Button Sunday

April 6 was National Tartan Day. Though I’ve s-l-o-w-l-y come to embrace my sister’s research that showed our lineage is Scottish, not Irish, which I was told all my life, information given to me by my college running buddy Kathy about Thomas Cochrane, tenth earl of Dundonald, whose burial place she saw at Westminster Abbey, helped pique my interest. You can see a little of the Cochrane tartan on that button.

And you can see how that interest in our Scottish side led me to this. I still keep these dolls in their kilts on display in the writing sanctuary every day. Muses.

I misdated this post so it published on Saturday instead of Sunday. I went back and put my actual Saturday post where it was supposed to be, corrected this one to April 7, and noted that National Tartan Day was April 6. Computers and me sometimes…

6 thoughts on “Button Sunday”

  1. Perhaps you should fly over and see the production of Macbeth I am currently rehearsing..?

    It wouldn’t surprise me if I have some Scottish blood somewhere way back. My father’s side of the family came from the North West of England and the region changed hands through history.

        1. True story. When I first got online and found the chat room where I met Timothy, Jim, Timmy, and Rhonda, most of us didn’t know last names, and many of us used screen names, so we might not even know first names.

          Such was the case with another person I met in that room, who lives in the southwest. I learned his first name relatively soon, and sometime later, because he found out I’d lived in Alabama, he said his father’s family was from there. He told me his last name. It’s one of our family names. I can’t exactly remember the details, but I believe we figured out that my great-grandfather and his great-great grandfather were brothers. We’ve been Cousin Ron and Cousin Becky since. Tim and I once met up with him and his best gal pal in Dallas, and he also came to visit us at The Compound.

          1. I find it incredible how these coincidences crop up in life.

            I need to find a chat room like the one where you connected to so many good and creative people. Who knows – I could be part of a writing team by now?! It would certainly give me the motivation I struggle with.
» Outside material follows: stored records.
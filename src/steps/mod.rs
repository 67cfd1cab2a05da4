//! Installer steps.
//!
//! Each step probes the host first and only acts when something is
//! missing, so the whole sequence can be re-run safely. Presence is never
//! cached; it is re-derived on every run.

pub mod docker;
pub mod foundry;
pub mod hyperlane;
pub mod node;
pub mod packages;

use crate::error::Result;
use crate::host::{run_checked, Host, HostCommand};

/// What a step did
#[derive(Debug, Clone, Copy, PartialEq, Eq)]
pub enum StepOutcome {
    Installed,
    AlreadyPresent,
}

impl StepOutcome {
    pub fn installed(self) -> bool {
        self == StepOutcome::Installed
    }
}

/// Download an installer script and pipe it into bash
pub(crate) async fn run_remote_script(host: &dyn Host, step: &str, url: &str, env: &[(&str, String)]) -> Result<()> {
    log::debug!("{}: downloading {}", step, url);
    let script = host.fetch_script(url).await?;
    let mut command = HostCommand::new("bash").arg("-s").stdin(script).show_output();
    for (key, value) in env {
        command = command.env(*key, value.clone());
    }
    run_checked(host, step, &command).await?;
    Ok(())
}

#[cfg(test)]
mod tests {
    use super::*;
    use crate::host::{CommandOutput, FakeHost};

    #[tokio::test]
    async fn test_remote_script_is_piped_to_bash() {
        let host = FakeHost::new();
        run_remote_script(&host, "Example install", "https://example.com/install.sh", &[])
            .await
            .unwrap();

        let history = host.history();
        assert_eq!(history.len(), 1);
        assert_eq!(history[0].to_string(), "bash -s");
        assert!(history[0].stdin.as_deref().unwrap().contains("https://example.com/install.sh"));
    }

    #[tokio::test]
    async fn test_remote_script_failure_is_fatal() {
        let host = FakeHost::new();
        host.fail_on("example.com", CommandOutput::failed(1, "curl: (6)"));
        let err = run_remote_script(&host, "Example install", "https://example.com/install.sh", &[])
            .await
            .unwrap_err();
        assert!(err.to_string().starts_with("Example install failed"));
    }
}
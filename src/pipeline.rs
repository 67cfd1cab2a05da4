//! The full install sequence.
//!
//! Steps run strictly in order and the first error aborts the run.
//! Nothing already done is rolled back.

use crate::context::SetupContext;
use crate::error::Result;
use crate::steps::{self, StepOutcome};
use crate::validator;

/// What `install_all` did
#[derive(Debug, Clone)]
pub struct InstallReport {
    pub steps: Vec<(&'static str, StepOutcome)>,
    pub container: String,
}

impl InstallReport {
    /// Names of the steps that had to install something
    pub fn installed(&self) -> Vec<&'static str> {
        self.steps
            .iter()
            .filter(|(_, outcome)| outcome.installed())
            .map(|(name, _)| *name)
            .collect()
    }
}

pub async fn install_all(ctx: &mut SetupContext<'_>) -> Result<InstallReport> {
    let mut report = Vec::new();

    report.push(("packages", steps::packages::ensure(ctx).await?));
    report.push(("docker", steps::docker::ensure(ctx).await?));
    report.push(("node", steps::node::ensure(ctx).await?));
    report.push(("foundry", steps::foundry::ensure(ctx).await?));
    report.push(("hyperlane-cli", steps::hyperlane::ensure_cli(ctx).await?));
    report.push(("hyperlane-image", steps::hyperlane::ensure_image(ctx).await?));

    let container = validator::launch(ctx).await?;
    Ok(InstallReport {
        steps: report,
        container,
    })
}

#[cfg(test)]
mod tests {
    use super::*;
    use crate::config::Config;
    use crate::console::Console;
    use crate::host::{CommandOutput, FakeHost, Host};
    use crate::prompt::ScriptedPrompter;

    #[tokio::test]
    async fn test_failure_stops_later_steps() {
        let config = Config::default();
        let host = FakeHost::with_installers(&config);
        host.fail_on("nvm install", CommandOutput::failed(1, "boom"));
        let mut prompter = ScriptedPrompter::default();
        let console = Console::quiet();
        let mut ctx = SetupContext::new(&config, &host, &mut prompter, &console);

        assert!(install_all(&mut ctx).await.is_err());
        // docker stays installed, foundry never starts
        assert!(host.command_exists("docker").await);
        assert!(!host.ran("foundry.paradigm.xyz"));
        assert!(!host.ran("docker pull"));
    }
}
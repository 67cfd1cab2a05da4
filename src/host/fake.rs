//! In-memory host for tests.
//!
//! Tracks installed tools, files, images and containers, records every
//! command it is asked to run, and applies install effects through
//! pattern rules so pipelines can be exercised end to end.

use super::{CommandOutput, Host, HostCommand};
use crate::config::Config;
use crate::error::Result;
use async_trait::async_trait;
use std::collections::{BTreeMap, HashMap, HashSet};
use std::path::{Path, PathBuf};
use std::sync::Mutex;

/// Commands that only inspect state
const QUERY_PREFIXES: &[&str] = &["docker ps", "docker images", "id -u"];

#[derive(Debug, Clone)]
enum Effect {
    Tool(String),
    /// Tool that only resolves once `dir` is on the search path
    ToolIn(String, PathBuf),
    Path(PathBuf),
}

/// A container known to the fake docker daemon.
#[derive(Debug, Clone)]
pub struct FakeContainer {
    pub name: String,
    pub state: String,
    pub image: String,
    /// The `docker run` that created it, if created through this host
    pub created_by: Option<HostCommand>,
}

#[derive(Debug, Default)]
struct FakeState {
    uid: u32,
    tools: HashMap<String, Option<PathBuf>>,
    paths: HashSet<PathBuf>,
    images: HashSet<String>,
    containers: BTreeMap<String, FakeContainer>,
    extra_path: Vec<PathBuf>,
    preludes: Vec<PathBuf>,
    rules: Vec<(String, Effect)>,
    failures: Vec<(String, CommandOutput)>,
    history: Vec<HostCommand>,
}

#[derive(Debug, Default)]
pub struct FakeHost {
    state: Mutex<FakeState>,
}

impl FakeHost {
    /// An empty host running as root
    pub fn new() -> Self {
        Self::default()
    }

    /// A clean host whose installers behave like the real ones would
    pub fn with_installers(config: &Config) -> Self {
        let host = Self::new();
        host.provides_tool(&format!("install -y {}", config.packages.docker_package), "docker");
        host.provides_path(&config.node.nvm_install_url, config.node.resolved_nvm_dir().join("nvm.sh"));
        host.provides_tool("nvm install", "node");
        host.provides_tool("nvm install", "npm");
        let foundry_bin = config.foundry.resolved_bin_dir();
        host.provides_path(&config.foundry.install_url, foundry_bin.clone());
        host.provides_tool_in(&config.foundry.install_url, "foundryup", &foundry_bin);
        host.provides_tool_in(&config.foundry.install_url, "forge", &foundry_bin);
        host.provides_tool(
            &format!("npm install -g {}", config.hyperlane.cli_package),
            &config.hyperlane.cli_command,
        );
        host
    }

    fn lock(&self) -> std::sync::MutexGuard<'_, FakeState> {
        self.state.lock().unwrap_or_else(|e| e.into_inner())
    }

    pub fn set_uid(&self, uid: u32) {
        self.lock().uid = uid;
    }

    pub fn add_tool(&self, name: &str) {
        self.lock().tools.insert(name.to_string(), None);
    }

    pub fn add_path(&self, path: impl Into<PathBuf>) {
        self.lock().paths.insert(path.into());
    }

    pub fn add_image(&self, image: &str) {
        self.lock().images.insert(image.to_string());
    }

    pub fn add_container(&self, name: &str, state: &str, image: &str) {
        self.lock().containers.insert(
            name.to_string(),
            FakeContainer {
                name: name.to_string(),
                state: state.to_string(),
                image: image.to_string(),
                created_by: None,
            },
        );
    }

    /// Running a command matching `pattern` makes `tool` callable
    pub fn provides_tool(&self, pattern: &str, tool: &str) {
        self.lock()
            .rules
            .push((pattern.to_string(), Effect::Tool(tool.to_string())));
    }

    /// Like `provides_tool`, but the tool lives in `dir`
    pub fn provides_tool_in(&self, pattern: &str, tool: &str, dir: &Path) {
        self.lock()
            .rules
            .push((pattern.to_string(), Effect::ToolIn(tool.to_string(), dir.to_path_buf())));
    }

    /// Running a command matching `pattern` creates `path`
    pub fn provides_path(&self, pattern: &str, path: impl Into<PathBuf>) {
        self.lock()
            .rules
            .push((pattern.to_string(), Effect::Path(path.into())));
    }

    /// Commands matching `pattern` return `output` instead of succeeding
    pub fn fail_on(&self, pattern: &str, output: CommandOutput) {
        self.lock().failures.push((pattern.to_string(), output));
    }

    /// Every command run or followed, in order
    pub fn history(&self) -> Vec<HostCommand> {
        self.lock().history.clone()
    }

    /// Rendered history without state queries
    pub fn actions(&self) -> Vec<String> {
        self.history()
            .iter()
            .map(|c| c.to_string())
            .filter(|c| !QUERY_PREFIXES.iter().any(|q| c.starts_with(q)))
            .collect()
    }

    /// Whether any recorded command contains `needle`
    pub fn ran(&self, needle: &str) -> bool {
        self.history().iter().any(|c| matching_text(c).contains(needle))
    }

    pub fn containers(&self) -> Vec<FakeContainer> {
        self.lock().containers.values().cloned().collect()
    }

    pub fn has_image(&self, image: &str) -> bool {
        self.lock().images.contains(image)
    }

    pub fn search_path(&self) -> Vec<PathBuf> {
        self.lock().extra_path.clone()
    }

    pub fn preludes(&self) -> Vec<PathBuf> {
        self.lock().preludes.clone()
    }
}

/// Text that rules and failures are matched against: the rendered
/// command line followed by its stdin.
fn matching_text(command: &HostCommand) -> String {
    match &command.stdin {
        Some(input) => format!("{} {}", command, input),
        None => command.to_string(),
    }
}

impl FakeState {
    fn docker(&mut self, command: &HostCommand) -> CommandOutput {
        let args = command.arg_values();
        match args.first().copied() {
            Some("images") => match args.last() {
                Some(image) if self.images.contains(*image) => CommandOutput::ok("sha256:0f3c\n"),
                _ => CommandOutput::ok(""),
            },
            Some("pull") => {
                if let Some(image) = args.last() {
                    self.images.insert(image.to_string());
                }
                CommandOutput::ok("")
            }
            Some("ps") => {
                let lines: Vec<String> = self
                    .containers
                    .values()
                    .map(|c| {
                        serde_json::json!({ "Names": c.name, "State": c.state, "Image": c.image }).to_string()
                    })
                    .collect();
                CommandOutput::ok(lines.join("\n"))
            }
            Some("rm") => match args.last() {
                Some(name) if self.containers.remove(*name).is_some() => CommandOutput::ok(format!("{}\n", name)),
                Some(name) => CommandOutput::failed(1, format!("Error: No such container: {}", name)),
                None => CommandOutput::failed(1, "requires at least 1 argument"),
            },
            Some("run") => {
                let Some(name) = command.value_of("--name").map(str::to_string) else {
                    return CommandOutput::failed(125, "missing --name");
                };
                if self.containers.contains_key(&name) {
                    return CommandOutput::failed(125, format!("Conflict. The container name \"/{}\" is already in use", name));
                }
                let image = args
                    .iter()
                    .find(|a| self.images.contains(**a))
                    .map(|a| a.to_string())
                    .unwrap_or_default();
                self.containers.insert(
                    name.clone(),
                    FakeContainer {
                        name,
                        state: "running".to_string(),
                        image,
                        created_by: Some(command.clone()),
                    },
                );
                CommandOutput::ok("4f1d2c\n")
            }
            _ => CommandOutput::ok(""),
        }
    }

    fn apply_rules(&mut self, text: &str) {
        let effects: Vec<Effect> = self
            .rules
            .iter()
            .filter(|(pattern, _)| text.contains(pattern.as_str()))
            .map(|(_, effect)| effect.clone())
            .collect();
        for effect in effects {
            match effect {
                Effect::Tool(tool) => {
                    self.tools.insert(tool, None);
                }
                Effect::ToolIn(tool, dir) => {
                    self.tools.insert(tool, Some(dir));
                }
                Effect::Path(path) => {
                    self.paths.insert(path);
                }
            }
        }
    }
}

#[async_trait]
impl Host for FakeHost {
    async fn effective_uid(&self) -> Result<u32> {
        let mut state = self.lock();
        state.history.push(HostCommand::new("id").arg("-u"));
        Ok(state.uid)
    }

    async fn command_exists(&self, name: &str) -> bool {
        let state = self.lock();
        match state.tools.get(name) {
            Some(None) => true,
            Some(Some(dir)) => state.extra_path.contains(dir),
            None => false,
        }
    }

    async fn path_exists(&self, path: &Path) -> bool {
        self.lock().paths.contains(path)
    }

    async fn run(&self, command: &HostCommand) -> Result<CommandOutput> {
        let mut state = self.lock();
        state.history.push(command.clone());
        let text = matching_text(command);

        if let Some((_, output)) = state.failures.iter().find(|(p, _)| text.contains(p.as_str())) {
            return Ok(output.clone());
        }

        let output = if command.program == "docker" {
            state.docker(command)
        } else {
            CommandOutput::ok("")
        };
        if output.success() {
            state.apply_rules(&text);
        }
        Ok(output)
    }

    async fn follow(&self, command: &HostCommand) -> Result<Option<i32>> {
        let mut state = self.lock();
        state.history.push(command.clone());
        let text = matching_text(command);
        if let Some((_, output)) = state.failures.iter().find(|(p, _)| text.contains(p.as_str())) {
            return Ok(output.code);
        }
        match command.arg_values().last() {
            Some(name) if command.program == "docker" && !state.containers.contains_key(*name) => Ok(Some(1)),
            _ => Ok(Some(0)),
        }
    }

    async fn fetch_script(&self, url: &str) -> Result<String> {
        Ok(format!("#!/usr/bin/env bash\n# installer from {}\n", url))
    }

    fn prepend_path(&self, dir: &Path) {
        let mut state = self.lock();
        if !state.extra_path.iter().any(|p| p == dir) {
            state.extra_path.insert(0, dir.to_path_buf());
        }
    }

    fn add_prelude(&self, script: &Path) {
        let mut state = self.lock();
        if !state.preludes.iter().any(|p| p == script) {
            state.preludes.push(script.to_path_buf());
        }
    }
}
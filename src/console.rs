//! Operator-facing status output.
//!
//! Every message is printed to the terminal and also recorded through the
//! `log` facade, which `logging::init` routes into the timestamped log file.

use colored::*;

#[derive(Debug, Clone, Default)]
pub struct Console {
    quiet: bool,
}

impl Console {
    pub fn new() -> Self {
        Self::default()
    }

    /// Console that only writes to the log (tests, automation)
    pub fn quiet() -> Self {
        Self { quiet: true }
    }

    pub fn is_quiet(&self) -> bool {
        self.quiet
    }

    /// Status message
    pub fn log(&self, message: impl AsRef<str>) {
        let message = message.as_ref();
        if !self.quiet {
            println!("{}", message);
        }
        log::info!("{}", message);
    }

    /// Successful completion of something worth highlighting
    pub fn success(&self, message: impl AsRef<str>) {
        let message = message.as_ref();
        if !self.quiet {
            println!("{}", message.green());
        }
        log::info!("{}", message);
    }

    pub fn error(&self, message: impl AsRef<str>) {
        let message = message.as_ref();
        if !self.quiet {
            eprintln!("{} {}", "ERROR:".red().bold(), message);
        }
        log::error!("{}", message);
    }
}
            1. I know both my mother and Marika found writing groups to meet with. They shared their writing and discussed one another’s stories and writing in general. It’s tricky. I think it’s a trial and error thing. Sometimes people can damage your confidence because they have their own issues and agendas and project them into your writing. (I found this out with beta readers, too.)

              But if you can find the right people, feedback can definitely encourage and motivate you.